Kiprah bisnis Mayora tak hanya gemilang di pasar dalam negeri, melainkan juga sukses menembus pasar global. Produk-produknya telah membanjiri pasar di lebih dari seratus negara. Tak sekadar eksis di sana, banyak produknya juga memimpin pasar di beberapa negara tersebut.
Performa di negeri seberang ini tidak lepas dari sepak terjang Ricky Afrianto selaku Global Marketing Director Mayora Group. Ibarat Christopher Columbus, ia berperan sebagai nakhoda untuk menjelajah dan menemukan pasar-pasar baru di berbagai belahan dunia.

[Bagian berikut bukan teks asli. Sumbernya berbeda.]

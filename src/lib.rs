//! chatmock - Fake Messenger Screenshot Studio
//!
//! A TUI application for composing a single incoming chat message in the look
//! of Telegram Android, Telegram iOS or VK and exporting it as a phone-sized PNG.

pub mod capture;
pub mod config;
pub mod draft;
pub mod image_loader;
pub mod input;
pub mod logging;
pub mod preview;
pub mod raster;
pub mod state;
pub mod style;
pub mod ui;
pub mod worker;

// Re-export commonly used types
pub use capture::{CaptureError, CaptureExporter, DirectorySink};
pub use config::Config;
pub use draft::{Field, MessageDraft};
pub use preview::{PreviewController, PreviewNode};
pub use raster::FrameRasterizer;
pub use state::AppState;
pub use style::StyleId;
//! Application state management
//!
//! Single source of truth for the TUI: the preview controller plus focus,
//! editing and status bookkeeping.

use std::borrow::Cow;
use std::path::PathBuf;

use crossbeam_channel::Sender;
use image::RgbaImage;
use tracing::{info, warn};

use crate::config::Config;
use crate::draft::{Field, MessageDraft};
use crate::preview::PreviewController;
use crate::style::StyleId;
use crate::worker::{WorkerMessage, WorkerResponse};

/// Presentation scale used by the zoom toggle
pub const ZOOM_TRANSFORM: &str = "scale(0.9)";

/// Rows of the control panel
#[derive(Debug, Clone, Copy, PartialEq, Eq)]
pub enum Control {
    Style,
    Name,
    Message,
    Time,
    Read,
    Avatar,
    Export,
}

static ALL_CONTROLS: [Control; 7] = [
    Control::Style,
    Control::Name,
    Control::Message,
    Control::Time,
    Control::Read,
    Control::Avatar,
    Control::Export,
];

impl Control {
    pub fn all() -> &'static [Control] {
        &ALL_CONTROLS[..]
    }

    pub fn name(&self) -> &'static str {
        match self {
            Control::Style => "Style",
            Control::Name => Field::SenderName.name(),
            Control::Message => Field::BodyText.name(),
            Control::Time => Field::Timestamp.name(),
            Control::Read => "Read",
            Control::Avatar => "Avatar",
            Control::Export => "Export",
        }
    }

    /// The draft field edited by this row, if any
    pub fn field(&self) -> Option<Field> {
        match self {
            Control::Name => Some(Field::SenderName),
            Control::Message => Some(Field::BodyText),
            Control::Time => Some(Field::Timestamp),
            _ => None,
        }
    }
}

/// Which widget is currently focused
#[derive(Debug, Clone, Copy, PartialEq, Eq, Default)]
pub enum FocusedWidget {
    #[default]
    Controls,
    Preview,
}

impl FocusedWidget {
    pub fn next(&self) -> Self {
        match self {
            FocusedWidget::Controls => FocusedWidget::Preview,
            FocusedWidget::Preview => FocusedWidget::Controls,
        }
    }

    pub fn prev(&self) -> Self {
        self.next()
    }
}

/// Most recent successful export
#[derive(Debug, Clone)]
pub struct ExportedImage {
    pub path: PathBuf,
    pub image: RgbaImage,
}

/// Main application state
pub struct AppState {
    pub controller: PreviewController,

    // Navigation
    pub focus: FocusedWidget,
    pub selected: usize,
    pub show_help: bool,
    pub should_quit: bool,

    // Inline text editing
    pub editing: Option<Field>,
    pub edit_buffer: String,

    // Avatar path prompt
    pub avatar_prompt_active: bool,
    pub avatar_prompt_input: String,

    // Status line
    pub status_message: String,
    pub status_is_error: bool,

    // Export
    pub is_exporting: bool,
    pub last_export: Option<ExportedImage>,

    pub zoomed: bool,
    pub config: Config,

    worker_tx: Sender<WorkerMessage>,
}

impl AppState {
    pub fn new(config: Config, worker_tx: Sender<WorkerMessage>) -> Self {
        let draft = MessageDraft::from_defaults(&config.defaults);
        let controller = PreviewController::new(config.defaults.style, draft);

        Self {
            controller,
            focus: FocusedWidget::default(),
            selected: 0,
            show_help: config.ui.show_help_on_start,
            should_quit: false,

            editing: None,
            edit_buffer: String::new(),

            avatar_prompt_active: false,
            avatar_prompt_input: String::new(),

            status_message: "Ready - Press [?] for help".to_string(),
            status_is_error: false,

            is_exporting: false,
            last_export: None,

            zoomed: false,
            config,

            worker_tx,
        }
    }

    /// Set status message
    pub fn set_status(&mut self, message: &str, is_error: bool) {
        self.status_message = message.to_string();
        self.status_is_error = is_error;
    }

    pub fn selected_control(&self) -> Control {
        Control::all()[self.selected % Control::all().len()]
    }

    pub fn next_control(&mut self) {
        self.selected = (self.selected + 1) % Control::all().len();
    }

    pub fn prev_control(&mut self) {
        let count = Control::all().len();
        self.selected = (self.selected + count - 1) % count;
    }

    pub fn set_style(&mut self, style: StyleId) {
        self.controller.set_style(style);
        self.set_status(&format!("Style: {}", style.name()), false);
    }

    pub fn next_style(&mut self) {
        self.set_style(self.controller.style().next());
    }

    pub fn prev_style(&mut self) {
        self.set_style(self.controller.style().prev());
    }

    /// Start editing a text field, seeded with its current value
    pub fn begin_edit(&mut self, field: Field) {
        self.edit_buffer = self.controller.draft().field(field).to_string();
        self.editing = Some(field);
        let hint = if field.is_multiline() {
            "Enter for new line, Esc to finish"
        } else {
            "Enter or Esc to finish"
        };
        self.set_status(&format!("Editing {}: {}", field.name(), hint), false);
    }

    pub fn edit_push(&mut self, c: char) {
        self.edit_buffer.push(c);
        self.sync_edit();
    }

    pub fn edit_pop(&mut self) {
        self.edit_buffer.pop();
        self.sync_edit();
    }

    /// Insert a line break if the field allows it; returns whether it did
    pub fn edit_newline(&mut self) -> bool {
        match self.editing {
            Some(field) if field.is_multiline() => {
                self.edit_buffer.push('\n');
                self.sync_edit();
                true
            }
            _ => false,
        }
    }

    pub fn finish_edit(&mut self) {
        if let Some(field) = self.editing.take() {
            self.set_status(&format!("{} updated", field.name()), false);
        }
        self.edit_buffer.clear();
    }

    // every keystroke goes straight to the preview
    fn sync_edit(&mut self) {
        if let Some(field) = self.editing {
            self.controller.update_field(field, &self.edit_buffer);
        }
    }

    pub fn toggle_read(&mut self) {
        let is_read = !self.controller.draft().is_read;
        self.controller.set_read_state(is_read);
        self.set_status(if is_read { "Marked as read" } else { "Marked as sent" }, false);
    }

    pub fn toggle_zoom(&mut self) {
        self.zoomed = !self.zoomed;
        let transform = self.zoomed.then(|| ZOOM_TRANSFORM.to_string());
        self.controller.set_transform(transform);
    }

    /// Start the avatar path prompt
    pub fn start_avatar_prompt(&mut self) {
        self.avatar_prompt_active = true;
        self.avatar_prompt_input.clear();
        self.set_status("Enter avatar image path and press Enter", false);
    }

    pub fn cancel_avatar_prompt(&mut self) {
        self.avatar_prompt_active = false;
        self.avatar_prompt_input.clear();
        self.set_status("Avatar unchanged", false);
    }

    /// Read the file named in the prompt and hand its bytes to the preview.
    /// Any failure keeps the current avatar.
    pub fn submit_avatar_prompt(&mut self) {
        let input = self.avatar_prompt_input.trim().to_string();
        if input.is_empty() {
            self.set_status("Path is empty", true);
            return;
        }

        let path = PathBuf::from(&input);
        let bytes = match std::fs::read(&path) {
            Ok(bytes) => bytes,
            Err(e) => {
                warn!(path = %path.display(), error = %e, "avatar file unreadable");
                self.set_status(&format!("Cannot read {}: {}", input, e), true);
                return;
            }
        };

        match self.controller.set_avatar(&bytes) {
            Ok(()) => {
                self.avatar_prompt_active = false;
                self.avatar_prompt_input.clear();
                info!(path = %path.display(), "avatar updated");
                self.set_status(&format!("Avatar: {}", input), false);
            }
            Err(e) => {
                warn!(path = %path.display(), error = %e, "avatar rejected");
                self.set_status(&format!("Avatar unchanged: {}", e), true);
            }
        }
    }

    /// Queue an export of the current preview
    pub fn trigger_export(&mut self) {
        if self.is_exporting {
            return;
        }

        let msg = WorkerMessage::ExportRequest {
            node: self.controller.node().clone(),
        };
        if self.worker_tx.send(msg).is_err() {
            self.set_status("Export worker unavailable", true);
            return;
        }
        self.is_exporting = true;
        self.set_status("Exporting...", false);
    }

    /// Handle response from the export worker
    pub fn handle_worker_response(&mut self, response: WorkerResponse) {
        self.is_exporting = false;

        match response {
            WorkerResponse::Saved {
                path,
                image,
                elapsed_ms,
            } => {
                self.set_status(
                    &format!("Saved {} ({}ms)", path.display(), elapsed_ms),
                    false,
                );
                self.last_export = Some(ExportedImage { path, image });
                if self.config.export.copy_to_clipboard {
                    self.copy_last_export();
                }
            }
            WorkerResponse::Failed(err) => {
                self.set_status(&format!("Export failed: {}", err), true);
            }
        }
    }

    /// Put the last exported image on the system clipboard
    pub fn copy_last_export(&mut self) {
        let Some(ref export) = self.last_export else {
            self.set_status("Nothing to copy - export first", false);
            return;
        };

        let data = arboard::ImageData {
            width: export.image.width() as usize,
            height: export.image.height() as usize,
            bytes: Cow::Borrowed(export.image.as_raw()),
        };

        let result = arboard::Clipboard::new().and_then(|mut clipboard| clipboard.set_image(data));
        match result {
            Ok(()) => self.set_status("Copied image to clipboard", false),
            Err(e) => self.set_status(&format!("Clipboard unavailable: {}", e), true),
        }
    }
}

Menembus pasar global tidaklah semudah membalik telapak tangan. Sejumlah rintangan hampir selalu menghadang di awal proses. Meski demikian, Ricky mampu melewati rintangan itu dan membangun merek global berkat jurus yang ia sebut dengan GLOBAL, sebuah akronim dari Gauge, Learning, Organize & Plan, Business Mindset, Agility, dan Learn-Roll Out.
“Gauge berarti kami harus mengukur banyak aspek lebih dulu, seperti kondisi pasar, lanskap kompetisi, ketersediaan produk sejenis, budaya, dan sebagainya. Kami menaksir berdasar data dari riset kami sendiri maupun data yang sudah ada sebelum masuk ke pasar negara tertentu,” kata Ricky seperti dikutip dari Majalah Marketeers edisi Februari 2022.
Selain melihat data-data tersebut, pemasar global perlu memanfaatkan sejumlah informasi yang sudah disediakan oleh lembaga-lembaga seperti informasi dari atase perdagangan negara terkait. Sebut saja Indonesian Trade Promotion Center (ITPC) maupun informasi dari kedutaan Indonesia.
Terkait learning, Ricky menyentil orang-orang marketing yang cenderung hanya berfokus pada bauran pemasaran 4P (Product, Price, Promotion, Place) yang merupakan elemen internal. “Saat masuk pasar luar negeri, yang paling penting adalah faktor eksternal. Kita perlu mempelajari banyak hal, seperti perubahan, teknologi, ekonomi, sosio-kultur, regulasi, hingga status sosial konsumen,” imbuh Ricky.
Kondisi masing-masing negara berbeda sehingga membutuhkan pendekatan berbeda pula. Di pasar Filipina, misalnya, jumlah kelas sosial C dan D ke bawah sebesar 90% dan kelas A dan B hanya 10%. Sementara di China, masyarakatnya terbilang lebih maju dengan daya beli lebih tinggi.
“Budaya sangat penting diperhatikan. Tak hanya budaya konsumen, tetapi juga cara berdagang mereka. Ada yang lebih mengandalkan grosir, ada juga yang mengedepankan modern trade,” katanya.
Tahap berikutnya adalah organize dan plan. Setelah mempelajari dan mengukur banyak hal, pemasar global perlu menata banyak hal, dari produk, promosi, hingga kebutuhan segmen konsumen. Baru kemudian menyusun strategi terkait marketing plan, sales plan, hingga distribution plan. Selanjutnya pemasar perlu membangun business mindset. Bagi Ricky, mindset ini sangat penting karena akan berpengaruh pada kinerja pengelolaan pasar.
“Pemasar wajib memiliki growth mindset. Tak terjebak pada analisis dan strategi bagus saja, namun lupa mengeksekusi. Strategy without execution is nothing,” kata lulusan Chartered Institute of Marketing (CIM) United Kingdom ini.
Agar eksekusinya cepat, ketangkasan atau agility menjadi disiplin penting bagi pemasar. Ketangkasan ini diperlukan karena menurut Ricky perubahan terus berlangsung, dari perubahan perilaku pelanggan hingga peta persaingan. “Agility dibutuhkan agar kita tetap relevan dengan perubahan,” kata Ricky.
Setelah itu, Ricky mengingatkan agar pemasar global kembali belajar dengan total (learn roll-out) terhadap yang sudah dilakukan, baik terkait pasar yang sudah sukses digarap maupun menduplikasi strategi sukses tersebut untuk dipakai menembus pasar lainnya. “Soal ini, kami tidak pernah berhenti belajar,” katanya.